WHAT IS EXPECTED:
In the listing below, find each line that holds the string "stdout" and copy it.
[Start of section]
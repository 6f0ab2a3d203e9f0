mod backup;
mod db;
mod ipc;
mod ledger;

use std::io::{self, BufRead, Write};

fn main() {
    // Keep this binary dependency-light for now. Use simple error mapping.
    let mut state = ipc::AppState {
        workspace: None,
        db: None,
    };

    let stdin = io::stdin();
    let mut stdout = io::stdout();

    for line in stdin.lock().lines() {
        let line = match line {
            Ok(v) => v,
            Err(_) => break,
        };
        if line.trim().is_empty() {
            continue;
        }

        let req: ipc::Request = match serde_json::from_str(&line) {
            Ok(v) => v,
            Err(e) => {
                // Can't reply without id; ignore.
                let _ = writeln!(
                    stdout,
                    "{{\"ok\":false,\"error\":{{\"code\":\"bad_json\",\"message\":\"{}\"}}}}",
                    e
                );
                let _ = stdout.flush();
                continue;
            }
        };

        let resp = ipc::handle_request(&mut state, req);
        let _ = writeln!(
            stdout,
            "{}",
            serde_json::to_string(&resp).unwrap_or_else(|_| "{\"ok\":false}".to_string())
        );
        let _ = stdout.flush();
    }
}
[End of section]
RESPONSE BELOW:
    let mut stdout = io::stdout();
                    stdout,
                let _ = stdout.flush();
            stdout,
        let _ = stdout.flush();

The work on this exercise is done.